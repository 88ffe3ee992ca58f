use colored::Colorize;
use hilo_game::{
    GameEngine, JsonFileStore, KeyValueStore, Leaderboard, LeaderboardEntry, MemoryKeyValue,
    MemoryLeaderboard, StoreError,
};
use log::warn;
use serde::{Deserialize, Serialize};
use std::path::PathBuf;
use std::time::{Duration, Instant};

use crate::logic::policy::PolicyKind;
use crate::logic::simulation::{RunSummary, Simulation, SimulationConfig, SimulationSession};

/// Aggregated runs for one policy.
#[derive(Debug, Clone, Serialize, Deserialize)]
pub struct ScenarioResult {
    pub policy: String,
    pub passed: bool,
    pub iterations_run: usize,
    pub successful_iterations: usize,
    pub failures: Vec<String>,
    pub best_streak: u32,
    pub average_streak: f64,
    pub total_guesses: u64,
    pub capped_runs: usize,
    pub pool_resets: u64,
    #[serde(with = "duration_serde")]
    pub average_duration: Duration,
    pub runs: Vec<RunSummary>,
}

/// High-score backing chosen on the command line.
#[derive(Debug, Clone)]
pub enum TesterStore {
    Memory(MemoryKeyValue),
    File(JsonFileStore),
}

impl TesterStore {
    #[must_use]
    pub fn from_path(path: Option<PathBuf>) -> Self {
        path.map_or_else(
            || Self::Memory(MemoryKeyValue::new()),
            |path| Self::File(JsonFileStore::new(path)),
        )
    }
}

impl KeyValueStore for TesterStore {
    type Error = StoreError;

    fn get(&self, key: &str) -> Result<Option<String>, Self::Error> {
        match self {
            Self::Memory(store) => store.get(key),
            Self::File(store) => store.get(key),
        }
    }

    fn set(&self, key: &str, value: &str) -> Result<(), Self::Error> {
        match self {
            Self::Memory(store) => store.set(key, value),
            Self::File(store) => store.set(key, value),
        }
    }

    fn delete(&self, key: &str) -> Result<(), Self::Error> {
        match self {
            Self::Memory(store) => store.delete(key),
            Self::File(store) => store.delete(key),
        }
    }
}

/// Runs policies over seeds against one engine and one shared leaderboard.
pub struct LogicTester<S: KeyValueStore> {
    engine: GameEngine<S>,
    leaderboard: Leaderboard<MemoryLeaderboard>,
    max_guesses: u32,
    verbose: bool,
}

impl<S: KeyValueStore> LogicTester<S> {
    pub fn new(engine: GameEngine<S>, max_guesses: u32, verbose: bool) -> anyhow::Result<Self> {
        let leaderboard = engine.connect_leaderboard(
            MemoryLeaderboard::new(),
            hilo_game::LeaderboardCfg::default(),
        )?;
        Ok(Self {
            engine,
            leaderboard,
            max_guesses,
            verbose,
        })
    }

    #[must_use]
    pub const fn engine(&self) -> &GameEngine<S> {
        &self.engine
    }

    /// Final leaderboard projection.
    #[must_use]
    pub fn leaderboard(&self) -> Vec<LeaderboardEntry> {
        self.leaderboard.entries()
    }

    pub async fn run_policy(
        &mut self,
        policy: PolicyKind,
        seeds: &[u64],
        iterations: usize,
    ) -> ScenarioResult {
        if self.verbose {
            println!("🧪 Testing policy: {}", policy.label().bright_white());
        }

        let mut runs = Vec::new();
        let mut failures = Vec::new();
        let mut durations = Vec::new();

        for &seed in seeds {
            for i in 0..iterations {
                let iteration_seed = seed.wrapping_add(u64::try_from(i).unwrap_or(u64::MAX));
                let start_time = Instant::now();
                let summary = self.run_once(policy, iteration_seed).await;
                durations.push(start_time.elapsed());

                if summary.violations.is_empty() {
                    if self.verbose {
                        println!(
                            "  ✅ seed {iteration_seed}: streak {} in {} guesses{}",
                            summary.streak,
                            summary.guesses,
                            if summary.finished { "" } else { " (capped)" }
                        );
                    }
                } else {
                    let message = format!(
                        "seed {iteration_seed} (policy {policy}, streak {}, guesses {}): {}",
                        summary.streak,
                        summary.guesses,
                        summary.violations.join(" | ")
                    );
                    if self.verbose {
                        println!("  ❌ {}", message.clone().red());
                    }
                    failures.push(message);
                }
                runs.push(summary);
            }
        }

        aggregate(policy, runs, failures, &durations)
    }

    async fn run_once(&mut self, policy: PolicyKind, seed: u64) -> RunSummary {
        let config = SimulationConfig::new(policy, seed).with_max_guesses(self.max_guesses);
        let Simulation { session, mut summary } =
            SimulationSession::new(&self.engine, config).run();

        let Some(round) = self.engine.record_round(&session) else {
            return summary;
        };
        summary.tier = Some(round.tier);
        summary.new_high_score = round.is_new_high_score;
        if round.final_score > round.high_score {
            summary
                .violations
                .push("high score below the final streak".to_string());
        }

        if self.leaderboard.is_worthy(round.final_score) {
            let name = format!("{policy}-{seed}");
            match self
                .leaderboard
                .submit(&name, i64::from(round.final_score))
                .await
            {
                Ok(entry) => summary.leaderboard_rank = self.leaderboard.rank(&entry.id),
                Err(err) => {
                    warn!("leaderboard submission for {name} failed: {err}");
                    summary.violations.push(format!("submission failed: {err}"));
                }
            }
        }
        summary
    }
}

fn aggregate(
    policy: PolicyKind,
    runs: Vec<RunSummary>,
    failures: Vec<String>,
    durations: &[Duration],
) -> ScenarioResult {
    let average_duration = if durations.is_empty() {
        Duration::ZERO
    } else {
        durations.iter().sum::<Duration>() / u32::try_from(durations.len()).unwrap_or(u32::MAX)
    };
    let total_streak: u64 = runs.iter().map(|run| u64::from(run.streak)).sum();
    #[allow(clippy::cast_precision_loss)]
    let average_streak = if runs.is_empty() {
        0.0
    } else {
        total_streak as f64 / runs.len() as f64
    };

    ScenarioResult {
        policy: policy.label().to_string(),
        passed: failures.is_empty(),
        iterations_run: runs.len(),
        successful_iterations: runs.len() - failures.len(),
        failures,
        best_streak: runs.iter().map(|run| run.streak).max().unwrap_or(0),
        average_streak,
        total_guesses: runs.iter().map(|run| u64::from(run.guesses)).sum(),
        capped_runs: runs.iter().filter(|run| !run.finished).count(),
        pool_resets: runs.iter().map(|run| u64::from(run.pool_resets)).sum(),
        average_duration,
        runs,
    }
}

mod duration_serde {
    use serde::{Deserialize, Deserializer, Serialize, Serializer};
    use std::time::Duration;

    pub fn serialize<S>(duration: &Duration, serializer: S) -> Result<S::Ok, S::Error>
    where
        S: Serializer,
    {
        duration.as_micros().serialize(serializer)
    }

    pub fn deserialize<'de, D>(deserializer: D) -> Result<Duration, D::Error>
    where
        D: Deserializer<'de>,
    {
        let micros = u128::deserialize(deserializer)?;
        Ok(Duration::from_micros(u64::try_from(micros).unwrap_or(0)))
    }
}
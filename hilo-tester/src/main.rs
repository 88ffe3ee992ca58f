mod logic;
mod util;

use anyhow::{Context, Result};
use chrono::Utc;
use clap::{Parser, ValueEnum};
use colored::Colorize;
use hilo_game::{EmbeddedCatalog, GameEngine, JsonFileCatalog};
use std::fs::File;
use std::io::{BufWriter, Write, stdout};
use std::path::PathBuf;
use std::time::Instant;

use logic::reports::{self, TestReport};
use logic::{LogicTester, PolicyKind, TesterStore};
use util::{resolve_seeds, split_csv};

#[derive(Debug, Clone, Copy, PartialEq, Eq, ValueEnum)]
pub enum ReportFormat {
    Console,
    Json,
    Markdown,
}

#[derive(Debug, Parser)]
#[command(name = "hilo-tester", version)]
#[command(about = "Seeded simulation QA for Meme Higher or Lower")]
struct Args {
    /// Seeds to run (comma-separated, `a..b` for ranges)
    #[arg(long, default_value = "1337")]
    seeds: String,

    /// Sessions per seed; each iteration offsets the seed by its index
    #[arg(long, default_value_t = 10)]
    iterations: usize,

    /// Guessing policies (comma-separated, or `all`)
    #[arg(long, default_value = "all")]
    policy: String,

    /// Catalog JSON file; the built-in sample catalog is used when omitted
    #[arg(long)]
    catalog: Option<PathBuf>,

    /// Stop a session after this many guesses even if it has not been lost
    #[arg(long, default_value_t = 100)]
    max_guesses: u32,

    /// Output report format
    #[arg(long, value_enum, default_value_t = ReportFormat::Console)]
    report: ReportFormat,

    /// Optional path to write the report output instead of stdout
    #[arg(long)]
    output: Option<PathBuf>,

    /// Persist the best streak to this JSON file instead of memory
    #[arg(long)]
    high_score_file: Option<PathBuf>,

    /// Verbose output
    #[arg(short, long)]
    verbose: bool,
}

#[tokio::main(flavor = "current_thread")]
async fn main() -> Result<()> {
    env_logger::init();
    let args = Args::parse();

    announce_banner(&args);

    let start_time = Instant::now();
    let seeds = resolve_seeds(&split_csv(&args.seeds))?;
    let policies = PolicyKind::resolve(&split_csv(&args.policy))?;
    let engine = load_engine(&args)?;
    let catalog_size = engine.catalog().len();
    let mut tester = LogicTester::new(engine, args.max_guesses, args.verbose)?;

    let mut results = Vec::with_capacity(policies.len());
    for policy in policies {
        results.push(tester.run_policy(policy, &seeds, args.iterations).await);
    }

    let report = TestReport {
        generated_at: Utc::now(),
        catalog_size,
        high_score: tester.engine().high_score(),
        results,
        leaderboard: tester.leaderboard(),
    };
    write_report(&args, &report, start_time)?;

    if !report.passed() {
        std::process::exit(1);
    }

    Ok(())
}

fn announce_banner(args: &Args) {
    if args.output.is_none() && args.report != ReportFormat::Console {
        return;
    }
    println!("{}", "🎮 Meme Higher or Lower Tester".bright_cyan().bold());
    println!("{}", "==============================".cyan());
}

fn load_engine(args: &Args) -> Result<GameEngine<TesterStore>> {
    let store = TesterStore::from_path(args.high_score_file.clone());
    match &args.catalog {
        Some(path) => GameEngine::new(&JsonFileCatalog::new(path), store)
            .with_context(|| format!("failed to load catalog {}", path.display())),
        None => GameEngine::new(&EmbeddedCatalog::sample(), store),
    }
}

fn write_report(args: &Args, report: &TestReport, start_time: Instant) -> Result<()> {
    let mut output_target = OutputTarget::new(args.output.clone())?;

    match args.report {
        ReportFormat::Json => reports::generate_json_report(&mut output_target, report)?,
        ReportFormat::Markdown => reports::generate_markdown_report(&mut output_target, report)?,
        ReportFormat::Console => {
            reports::generate_console_report(&mut output_target, report, start_time.elapsed())?;
            writeln!(&mut output_target)?;
            writeln!(&mut output_target, "🏁 Total time: {:?}", start_time.elapsed())?;
        }
    }

    output_target.flush_inner()?;
    Ok(())
}

enum OutputTarget {
    Stdout(BufWriter<std::io::Stdout>),
    File(BufWriter<File>),
}

impl OutputTarget {
    fn new(path: Option<PathBuf>) -> Result<Self> {
        if let Some(path) = path {
            let file = File::create(&path)
                .with_context(|| format!("failed to create {}", path.display()))?;
            Ok(Self::File(BufWriter::new(file)))
        } else {
            Ok(Self::Stdout(BufWriter::new(stdout())))
        }
    }

    fn writer(&mut self) -> &mut dyn Write {
        match self {
            Self::Stdout(w) => w,
            Self::File(w) => w,
        }
    }

    fn flush_inner(&mut self) -> std::io::Result<()> {
        match self {
            Self::Stdout(w) => w.flush(),
            Self::File(w) => w.flush(),
        }
    }
}

impl Write for OutputTarget {
    fn write(&mut self, buf: &[u8]) -> std::io::Result<usize> {
        self.writer().write(buf)
    }

    fn flush(&mut self) -> std::io::Result<()> {
        self.flush_inner()
    }
}
//! End of round summary
use serde::{Deserialize, Serialize};

use crate::constants::{TIER_EXPERT_MIN, TIER_GOOD_EFFORT_MIN, TIER_NICE_STREAK_MIN};

/// Feedback band for a final streak.
#[derive(Debug, Clone, Copy, PartialEq, Eq, Hash, Serialize, Deserialize)]
#[serde(rename_all = "snake_case")]
pub enum StreakTier {
    /// No correct guesses
    Blank,
    /// A handful of correct guesses
    GoodEffort,
    /// Solid run
    NiceStreak,
    /// Long run
    Expert,
}

impl StreakTier {
    #[must_use]
    pub const fn for_score(score: u32) -> Self {
        if score >= TIER_EXPERT_MIN {
            Self::Expert
        } else if score >= TIER_NICE_STREAK_MIN {
            Self::NiceStreak
        } else if score >= TIER_GOOD_EFFORT_MIN {
            Self::GoodEffort
        } else {
            Self::Blank
        }
    }

    #[must_use]
    pub const fn message(self) -> &'static str {
        match self {
            Self::Blank => "Better luck next time!",
            Self::GoodEffort => "Good effort! Keep practicing!",
            Self::NiceStreak => "Nice streak! You know your memes!",
            Self::Expert => "Amazing! You're a meme expert!",
        }
    }
}

/// Everything the game-over screen needs.
#[derive(Debug, Clone, Copy, PartialEq, Eq, Serialize, Deserialize)]
pub struct RoundSummary {
    pub final_score: u32,
    /// Best streak including this round.
    pub high_score: u32,
    pub is_new_high_score: bool,
    pub tier: StreakTier,
}

impl RoundSummary {
    /// Build a summary from the final streak, the best streak before this round and
    /// whether the high-score store accepted the streak.
    #[must_use]
    pub fn new(final_score: u32, previous_best: u32, is_new_high_score: bool) -> Self {
        Self {
            final_score,
            high_score: previous_best.max(final_score),
            is_new_high_score,
            tier: StreakTier::for_score(final_score),
        }
    }

    #[must_use]
    pub const fn message(&self) -> &'static str {
        self.tier.message()
    }
}

#[cfg(test)]
mod tests {
    use super::*;

    #[test]
    fn tiers_follow_score_bands() {
        assert_eq!(StreakTier::for_score(0), StreakTier::Blank);
        assert_eq!(StreakTier::for_score(1), StreakTier::GoodEffort);
        assert_eq!(StreakTier::for_score(4), StreakTier::GoodEffort);
        assert_eq!(StreakTier::for_score(5), StreakTier::NiceStreak);
        assert_eq!(StreakTier::for_score(9), StreakTier::NiceStreak);
        assert_eq!(StreakTier::for_score(10), StreakTier::Expert);
        assert_eq!(StreakTier::for_score(176), StreakTier::Expert);
    }

    #[test]
    fn summary_reports_best_of_previous_and_final() {
        let summary = RoundSummary::new(3, 7, false);
        assert_eq!(summary.high_score, 7);
        assert_eq!(summary.message(), "Good effort! Keep practicing!");

        let record = RoundSummary::new(12, 7, true);
        assert_eq!(record.high_score, 12);
        assert!(record.is_new_high_score);
        assert_eq!(record.tier, StreakTier::Expert);
    }
}
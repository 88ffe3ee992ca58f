//! Static content catalog: the immutable pool of comparable items.
use serde::{Deserialize, Serialize};
use std::collections::HashSet;
use std::path::PathBuf;
use thiserror::Error;

use crate::CatalogLoader;
use crate::constants::MIN_CATALOG_SIZE;

/// A comparable item with a fixed popularity metric.
#[derive(Debug, Clone, PartialEq, Eq, Serialize, Deserialize)]
#[serde(rename_all = "camelCase")]
pub struct Item {
    pub id: String,
    pub name: String,
    /// Popularity metric (page views).
    #[serde(alias = "views")]
    pub metric: u64,
    /// Opaque image handle; the renderer decides how to resolve it.
    #[serde(alias = "imageUrl", default)]
    pub image_ref: String,
    #[serde(default, skip_serializing_if = "Option::is_none")]
    pub description: Option<String>,
    #[serde(default, skip_serializing_if = "Option::is_none")]
    pub kym_url: Option<String>,
    #[serde(default, skip_serializing_if = "Option::is_none")]
    pub year: Option<u16>,
    #[serde(default, skip_serializing_if = "Option::is_none")]
    pub category: Option<String>,
    #[serde(default, skip_serializing_if = "Option::is_none")]
    pub fallback_image_url: Option<String>,
}

impl Item {
    /// Minimal item used by tests and synthetic catalogs.
    #[must_use]
    pub fn new(id: &str, name: &str, metric: u64) -> Self {
        Self {
            id: id.to_string(),
            name: name.to_string(),
            metric,
            image_ref: String::new(),
            description: None,
            kym_url: None,
            year: None,
            category: None,
            fallback_image_url: None,
        }
    }
}

/// Raw catalog document as produced by the scraper.
#[derive(Debug, Clone, PartialEq, Eq, Serialize, Deserialize, Default)]
pub struct CatalogData {
    #[serde(default)]
    pub memes: Vec<Item>,
}

impl CatalogData {
    /// Parse a catalog document from JSON.
    ///
    /// # Errors
    ///
    /// Returns an error if the JSON does not match the catalog schema.
    pub fn from_json(json: &str) -> Result<Self, serde_json::Error> {
        serde_json::from_str(json)
    }
}

/// Startup failures for the catalog. All of them are fatal.
#[derive(Debug, Error)]
pub enum CatalogError {
    #[error("catalog needs at least {min} items (got {found})")]
    TooFewItems { min: usize, found: usize },
    #[error("duplicate item id `{0}` in catalog")]
    DuplicateId(String),
    #[error("catalog JSON is malformed: {0}")]
    Json(#[from] serde_json::Error),
    #[error("catalog file unreadable: {0}")]
    Io(#[from] std::io::Error),
}

/// Validated, immutable item pool.
#[derive(Debug, Clone, PartialEq, Eq)]
pub struct Catalog {
    items: Vec<Item>,
}

impl Catalog {
    /// Validate and wrap a list of items.
    ///
    /// # Errors
    ///
    /// Returns `CatalogError` when fewer than two items are supplied or an id repeats.
    pub fn new(items: Vec<Item>) -> Result<Self, CatalogError> {
        if items.len() < MIN_CATALOG_SIZE {
            return Err(CatalogError::TooFewItems {
                min: MIN_CATALOG_SIZE,
                found: items.len(),
            });
        }
        let mut seen = HashSet::with_capacity(items.len());
        for item in &items {
            if !seen.insert(item.id.as_str()) {
                return Err(CatalogError::DuplicateId(item.id.clone()));
            }
        }
        Ok(Self { items })
    }

    /// Parse and validate a catalog document.
    ///
    /// # Errors
    ///
    /// Returns `CatalogError` for malformed JSON or an invalid item pool.
    pub fn from_json(json: &str) -> Result<Self, CatalogError> {
        let data = CatalogData::from_json(json)?;
        Self::from_data(data)
    }

    /// Validate an already parsed document.
    ///
    /// # Errors
    ///
    /// Returns `CatalogError` for an invalid item pool.
    pub fn from_data(data: CatalogData) -> Result<Self, CatalogError> {
        Self::new(data.memes)
    }

    #[must_use]
    pub fn items(&self) -> &[Item] {
        &self.items
    }

    #[must_use]
    pub fn len(&self) -> usize {
        self.items.len()
    }

    /// Always false for a validated catalog; kept for API symmetry with `len`.
    #[must_use]
    pub fn is_empty(&self) -> bool {
        self.items.is_empty()
    }

    #[must_use]
    pub fn get(&self, id: &str) -> Option<&Item> {
        self.items.iter().find(|item| item.id == id)
    }

    /// Highest attainable streak, which bounds every legitimate leaderboard score.
    #[must_use]
    pub fn max_score(&self) -> u32 {
        crate::numbers::len_to_u32(self.items.len())
    }
}

/// Loads the catalog from a JSON file on disk.
#[derive(Debug, Clone)]
pub struct JsonFileCatalog {
    path: PathBuf,
}

impl JsonFileCatalog {
    #[must_use]
    pub fn new(path: impl Into<PathBuf>) -> Self {
        Self { path: path.into() }
    }
}

impl CatalogLoader for JsonFileCatalog {
    type Error = CatalogError;

    fn load_catalog(&self) -> Result<CatalogData, Self::Error> {
        let raw = std::fs::read_to_string(&self.path)?;
        Ok(CatalogData::from_json(&raw)?)
    }
}

/// Catalog compiled into the binary.
#[derive(Debug, Clone, Copy)]
pub struct EmbeddedCatalog(pub &'static str);

impl EmbeddedCatalog {
    /// The sample catalog shipped with the crate.
    #[must_use]
    pub const fn sample() -> Self {
        Self(include_str!("../assets/memes.json"))
    }
}

impl CatalogLoader for EmbeddedCatalog {
    type Error = serde_json::Error;

    fn load_catalog(&self) -> Result<CatalogData, Self::Error> {
        CatalogData::from_json(self.0)
    }
}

==*==

TASK REQUIREMENTS:
Please go through the data and copy each line containing the word "StoreError".

EXPECTED ANSWER:
    MemoryLeaderboard, StoreError,
    type Error = StoreError;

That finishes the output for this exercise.